(EXERCISE MATERIAL)

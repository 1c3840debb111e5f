use std::fs;

use assert_cmd::Command;
use predicates::prelude::*;
use tempfile::tempdir;

const CONFIG: &str = r#"
run_id: "cli"
games:
  seed: 1
  games: 2
agents:
  - name: "heuristic"
    kind: "heuristic"
  - name: "random"
    kind: "random"
outputs:
  jsonl: "OUT/{run_id}/games.jsonl"
  summary_md: "OUT/{run_id}/summary.md"
metrics:
  baseline: "heuristic"
"#;

#[test]
fn validate_only_skips_the_tournament() {
    let dir = tempdir().expect("temp dir");
    let config = dir.path().join("bench.yaml");
    let out = dir.path().join("out");
    fs::write(&config, CONFIG.replace("OUT", &out.display().to_string())).expect("write config");

    Command::cargo_bin("letter-bench")
        .expect("binary built")
        .arg("--config")
        .arg(&config)
        .arg("--validate-only")
        .assert()
        .success()
        .stdout(predicate::str::contains("Validation-only mode"));

    assert!(!out.join("cli").join("games.jsonl").exists());
}

#[test]
fn overrides_apply_before_the_run() {
    let dir = tempdir().expect("temp dir");
    let config = dir.path().join("bench.yaml");
    let out = dir.path().join("out");
    fs::write(&config, CONFIG.replace("OUT", &out.display().to_string())).expect("write config");

    Command::cargo_bin("letter-bench")
        .expect("binary built")
        .arg("--config")
        .arg(&config)
        .args(["--games", "1", "--run-id", "override"])
        .assert()
        .success()
        .stdout(predicate::str::contains("1 games × 2 rotations → 4 rows"));

    let rows = fs::read_to_string(out.join("override").join("games.jsonl")).expect("rows written");
    assert_eq!(rows.lines().count(), 4);
}

#[test]
fn invalid_config_fails() {
    let dir = tempdir().expect("temp dir");
    let config = dir.path().join("bench.yaml");
    fs::write(&config, CONFIG.replace("baseline: \"heuristic\"", "baseline: \"nobody\"")).expect("write config");

    Command::cargo_bin("letter-bench")
        .expect("binary built")
        .arg("--config")
        .arg(&config)
        .assert()
        .failure()
        .stderr(predicate::str::contains("metrics.baseline"));
}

(End EXERCISE MATERIAL)

▸ **TASK GOAL**:
Count how many lines in the entries contain "baseline", then state that number alone.

▸ **ANSWER BOX**:
3